▸ **What to work on**
From the first line of the records through the line containing "static ref TRUST_INSTRUMENT: Regex", retype every line exactly and nothing else.
╔══
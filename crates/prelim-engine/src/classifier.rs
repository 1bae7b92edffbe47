//! Requirement classifier
//!
//! An ordered rule table: each rule pairs a predicate over the lowercased
//! clause with a requirement type, and the first match wins. The last rule
//! always matches, so classification is total.

use lazy_static::lazy_static;
use prelim_types::{Classification, RequirementType};
use regex::Regex;

use crate::patterns::contains_any;

lazy_static! {
    static ref LLC_WORD: Regex = Regex::new(r"\bl\.?l\.?c\b").unwrap();
    static ref HOA_WORD: Regex = Regex::new(r"\bhoa\b").unwrap();
    static ref HITS_WORD: Regex = Regex::new(r"\bhits?\b").unwrap();
    static ref TRUST_INSTRUMENT: Regex = Regex::new(
        r"certification of trust|certificate of trust|trust certification|trust agreement|\b(?:revocable|irrevocable|living|family|survivor'?s?)\s+trust\b"
    )
    .unwrap();
}

const STATEMENT_OF_INFORMATION: &[&str] = &["statement of information", "statements of information"];

const NAME_SEARCH_HITS: &[&str] = &[
    "similar name",
    "similar names",
    "same or similar",
    "name search",
    "name index",
    "general index",
    "may be the same party",
    "against a party with",
];

const CORPORATE_ENTITY: &[&str] = &["corporation", "corporate", " inc.", " inc,"];

const AUTHORITY: &[&str] = &[
    "resolution",
    "authoriz",
    "authority",
    "officers",
    "bylaws",
    "good standing",
    "incumbency",
];

const LLC_DOCUMENTS: &[&str] = &[
    "operating agreement",
    "articles of organization",
    "authority",
    "authoriz",
    "members",
    "manager",
    "statement of information",
];

const SPOUSAL: &[&str] = &[
    "spouse",
    "spousal",
    "joinder",
    "community property",
    "domestic partner",
    "marital status",
];

const RECONVEYANCE_PACKAGE: &[&str] = &[
    "request for full reconveyance",
    "request for reconveyance",
    "original note",
    "original promissory note",
    "reconveyance package",
    "reconveyance fee",
];

const ASSOCIATION: &[&str] = &[
    "homeowners association",
    "homeowners' association",
    "homeowner's association",
    "owners association",
    "owners' association",
    "association dues",
];

const PAYOFF: &[&str] = &[
    "payoff",
    "pay-off",
    "pay off",
    "beneficiary's demand",
    "beneficiary demand",
    "paid in full",
    "paid off",
];

/// One entry of the classification table
pub struct ClassificationRule {
    pub requirement_type: RequirementType,
    matches: fn(&str) -> bool,
}

impl ClassificationRule {
    /// Test the rule against already-lowercased text
    pub fn matches(&self, text_lower: &str) -> bool {
        (self.matches)(text_lower)
    }
}

fn is_statement_of_information_hits(t: &str) -> bool {
    contains_any(t, STATEMENT_OF_INFORMATION)
        && (contains_any(t, NAME_SEARCH_HITS) || HITS_WORD.is_match(t))
}

fn is_statement_of_information(t: &str) -> bool {
    contains_any(t, STATEMENT_OF_INFORMATION)
}

fn is_suspended_corporation(t: &str) -> bool {
    t.contains("suspended")
        && contains_any(
            t,
            &["corporation", "franchise tax", "secretary of state", "revivor", "good standing", "llc"],
        )
}

fn is_llc_authority(t: &str) -> bool {
    (t.contains("limited liability company") || LLC_WORD.is_match(t)) && contains_any(t, LLC_DOCUMENTS)
}

fn is_corporate_authority(t: &str) -> bool {
    contains_any(t, CORPORATE_ENTITY) && contains_any(t, AUTHORITY)
}

fn is_trust_certification(t: &str) -> bool {
    TRUST_INSTRUMENT.is_match(t)
}

fn is_spousal_joinder(t: &str) -> bool {
    contains_any(t, SPOUSAL) || (t.contains("husband") && t.contains("wife"))
}

fn is_multi_beneficiary_demand(t: &str) -> bool {
    (t.contains("beneficiaries") && contains_any(t, &["demand", "payoff"]))
        || contains_any(t, &["each beneficiary", "multiple beneficiaries", "all beneficiaries"])
}

fn is_reconveyance_package(t: &str) -> bool {
    contains_any(t, RECONVEYANCE_PACKAGE)
}

fn is_reconveyance_confirmation(t: &str) -> bool {
    t.contains("reconvey")
}

fn is_hoa_clearance(t: &str) -> bool {
    HOA_WORD.is_match(t) || contains_any(t, ASSOCIATION)
}

fn is_subordination(t: &str) -> bool {
    t.contains("subordinat")
}

fn is_payoff_demand(t: &str) -> bool {
    contains_any(t, PAYOFF)
}

fn always(_: &str) -> bool {
    true
}

/// The classification table, in evaluation order
pub static RULES: &[ClassificationRule] = &[
    ClassificationRule {
        requirement_type: RequirementType::StatementOfInformationHits,
        matches: is_statement_of_information_hits,
    },
    ClassificationRule {
        requirement_type: RequirementType::StatementOfInformation,
        matches: is_statement_of_information,
    },
    ClassificationRule {
        requirement_type: RequirementType::SuspendedCorporationCure,
        matches: is_suspended_corporation,
    },
    ClassificationRule {
        requirement_type: RequirementType::LlcAuthority,
        matches: is_llc_authority,
    },
    ClassificationRule {
        requirement_type: RequirementType::CorporateAuthority,
        matches: is_corporate_authority,
    },
    ClassificationRule {
        requirement_type: RequirementType::TrustCertification,
        matches: is_trust_certification,
    },
    ClassificationRule {
        requirement_type: RequirementType::SpousalJoinder,
        matches: is_spousal_joinder,
    },
    ClassificationRule {
        requirement_type: RequirementType::MultiBeneficiaryDemand,
        matches: is_multi_beneficiary_demand,
    },
    ClassificationRule {
        requirement_type: RequirementType::ReconveyancePackage,
        matches: is_reconveyance_package,
    },
    ClassificationRule {
        requirement_type: RequirementType::ReconveyanceConfirmation,
        matches: is_reconveyance_confirmation,
    },
    ClassificationRule {
        requirement_type: RequirementType::HoaClearance,
        matches: is_hoa_clearance,
    },
    ClassificationRule {
        requirement_type: RequirementType::SubordinationAgreement,
        matches: is_subordination,
    },
    ClassificationRule {
        requirement_type: RequirementType::PayoffDemand,
        matches: is_payoff_demand,
    },
    ClassificationRule {
        requirement_type: RequirementType::Unspecified,
        matches: always,
    },
];

/// Classify a requirement clause. Pure and total.
pub fn classify(text: &str) -> Classification {
    let lower = text.to_lowercase();
    let requirement_type = RULES
        .iter()
        .find(|rule| rule.matches(&lower))
        .map(|rule| rule.requirement_type)
        .unwrap_or(RequirementType::Unspecified);

    Classification {
        requirement_type,
        severity: requirement_type.default_severity(),
    }
}


#[cfg(test)]
mod proptests {
    use super::*;
    use proptest::prelude::*;
    use prelim_types::Severity;

    proptest! {
        /// Classification is deterministic and never returns Informational
        #[test]
        fn classify_is_pure_and_total(text in "\\PC{0,300}") {
            let first = classify(&text);
            let second = classify(&text);
            prop_assert_eq!(first, second);
            prop_assert_ne!(first.severity, Severity::Informational);
            prop_assert_eq!(first.severity, first.requirement_type.default_severity());
        }
    }
}
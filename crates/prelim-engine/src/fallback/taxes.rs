//! Taxes section: parcel fields plus the tax-default callout

use prelim_types::{ExtractedFacts, RecordSource, TaxDefaultCallout, TaxParcel, TaxesView};

use super::{chunk_by_label, field_lines, render_plain};
use crate::extractors::taxes::{parcel_from_fields, parse_redemption_schedule, DEFAULT_PHRASES};
use crate::patterns::{contains_any, first_sentence};

const PARCEL_LABELS: &[&str] = &[
    "tax id",
    "apn",
    "parcel",
    "parcel no",
    "parcel number",
    "assessor's parcel no",
    "assessor's parcel number",
];

const INSTALLMENT_LABELS: &[&str] = &[
    "1st installment",
    "first installment",
    "2nd installment",
    "second installment",
];

/// Parcels described by the section, one per `Tax ID`/`APN` chunk.
///
/// A section listing installments without any parcel label is read as a
/// single parcel.
pub fn parse_narrative_parcels(content: &str) -> Vec<TaxParcel> {
    let chunks = chunk_by_label(content, PARCEL_LABELS);
    if !chunks.is_empty() {
        return chunks
            .iter()
            .map(|chunk| parcel_from_fields(&field_lines(chunk), chunk, None))
            .collect();
    }

    let fields = field_lines(content);
    if fields.has(INSTALLMENT_LABELS) {
        vec![parcel_from_fields(&fields, content, None)]
    } else {
        Vec::new()
    }
}

/// The section as text, with a default callout when one applies.
///
/// Defaults found in the raw report take precedence over the narrative's
/// own wording.
pub fn parse_taxes(content: &str, facts: &ExtractedFacts) -> TaxesView {
    let lower = content.to_lowercase();
    let callout = if let Some(first) = facts.tax_defaults.first() {
        Some(TaxDefaultCallout {
            message: first.message.clone(),
            redemption_schedule: facts
                .tax_defaults
                .iter()
                .flat_map(|d| d.redemption_schedule.iter().cloned())
                .collect(),
            source: RecordSource::Document,
        })
    } else if contains_any(&lower, DEFAULT_PHRASES) {
        let line = content
            .lines()
            .find(|l| contains_any(&l.to_lowercase(), DEFAULT_PHRASES))
            .unwrap_or(content);
        let line = line.trim().trim_start_matches(['-', '*', '•']).trim();
        Some(TaxDefaultCallout {
            message: first_sentence(&line.replace("**", ""), 200),
            redemption_schedule: parse_redemption_schedule(content),
            source: RecordSource::Narrative,
        })
    } else {
        None
    };

    TaxesView {
        callout,
        text: render_plain(content),
    }
}
use prelim_types::{DocumentStatusView, LabeledValue, Stated};

use super::field_line;
use crate::patterns::stated_text;

#[derive(Debug, Clone, Copy)]
enum StatusField {
    ReportType,
    EffectiveDate,
    OrderNumber,
    Underwriter,
    Officer,
    Scope,
    PageCount,
    Status,
}

const STATUS_LABELS: &[(&str, StatusField)] = &[
    ("report type", StatusField::ReportType),
    ("type", StatusField::ReportType),
    ("effective date", StatusField::EffectiveDate),
    ("as of", StatusField::EffectiveDate),
    ("order number", StatusField::OrderNumber),
    ("order no", StatusField::OrderNumber),
    ("order #", StatusField::OrderNumber),
    ("file no", StatusField::OrderNumber),
    ("file number", StatusField::OrderNumber),
    ("underwriter", StatusField::Underwriter),
    ("title officer", StatusField::Officer),
    ("officer", StatusField::Officer),
    ("escrow officer", StatusField::Officer),
    ("scope", StatusField::Scope),
    ("coverage", StatusField::Scope),
    ("page count", StatusField::PageCount),
    ("pages", StatusField::PageCount),
    ("status", StatusField::Status),
    ("report status", StatusField::Status),
];

impl StatusField {
    fn slot<'a>(&self, view: &'a mut DocumentStatusView) -> &'a mut Stated<String> {
        match self {
            StatusField::ReportType => &mut view.report_type,
            StatusField::EffectiveDate => &mut view.effective_date,
            StatusField::OrderNumber => &mut view.order_number,
            StatusField::Underwriter => &mut view.underwriter,
            StatusField::Officer => &mut view.officer,
            StatusField::Scope => &mut view.scope,
            StatusField::PageCount => &mut view.page_count,
            StatusField::Status => &mut view.status,
        }
    }
}

/// Known labels fill their slot (first stated value wins); anything else is
/// kept in `additional` as written
pub fn parse_document_status(content: &str) -> DocumentStatusView {
    let mut view = DocumentStatusView::default();

    for field in content.lines().filter_map(field_line) {
        let known = STATUS_LABELS
            .iter()
            .find(|(label, _)| *label == field.label)
            .map(|(_, slot)| *slot);

        match known {
            Some(slot) => slot.slot(&mut view).fill_from(stated_text(Some(&field.value))),
            None if !field.value.is_empty() => view.additional.push(LabeledValue {
                label: field.raw_label,
                value: field.value,
            }),
            None => {}
        }
    }
    view
}

#[cfg(test)]
mod tests {
    use super::*;
    use pretty_assertions::assert_eq;

    #[test]
    fn test_known_and_additional_labels() {
        let content = "- Report Type: Preliminary Report\n- Effective Date: January 2, 2026\n- Order No.: 0123-4567\n- Underwriter: First American Title Insurance Company\n- Title Officer: Jane Smith\n- Pages: 14\n- Status: Complete\n- Escrow No.: E-998";
        let view = parse_document_status(content);

        assert_eq!(view.report_type, Stated::Value("Preliminary Report".to_string()));
        assert_eq!(view.order_number, Stated::Value("0123-4567".to_string()));
        assert_eq!(view.officer, Stated::Value("Jane Smith".to_string()));
        assert_eq!(view.page_count, Stated::Value("14".to_string()));
        assert_eq!(view.status, Stated::Value("Complete".to_string()));
        assert_eq!(view.scope, Stated::NotStated);
        assert_eq!(
            view.additional,
            vec![LabeledValue {
                label: "Escrow No.".to_string(),
                value: "E-998".to_string(),
            }]
        );
        assert!(!view.is_empty());
    }

    #[test]
    fn test_sentinel_values() {
        let view = parse_document_status("- Underwriter: Not stated\n- Scope: unclear");
        assert_eq!(view.underwriter, Stated::NotStated);
        assert_eq!(view.scope, Stated::Unclear);
    }

    #[test]
    fn test_prose_only_is_empty() {
        assert!(parse_document_status("The report appears complete.").is_empty());
    }
}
╚══
▸ **Task solution**
filename crates/prelim-engine/src/classifier.rs
repository 1bae7b92edffbe47
//! Requirement classifier
//!
//! An ordered rule table: each rule pairs a predicate over the lowercased
//! clause with a requirement type, and the first match wins. The last rule
//! always matches, so classification is total.

use lazy_static::lazy_static;
use prelim_types::{Classification, RequirementType};
use regex::Regex;

use crate::patterns::contains_any;

lazy_static! {
    static ref LLC_WORD: Regex = Regex::new(r"\bl\.?l\.?c\b").unwrap();
    static ref HOA_WORD: Regex = Regex::new(r"\bhoa\b").unwrap();
    static ref HITS_WORD: Regex = Regex::new(r"\bhits?\b").unwrap();
    static ref TRUST_INSTRUMENT: Regex = Regex::new(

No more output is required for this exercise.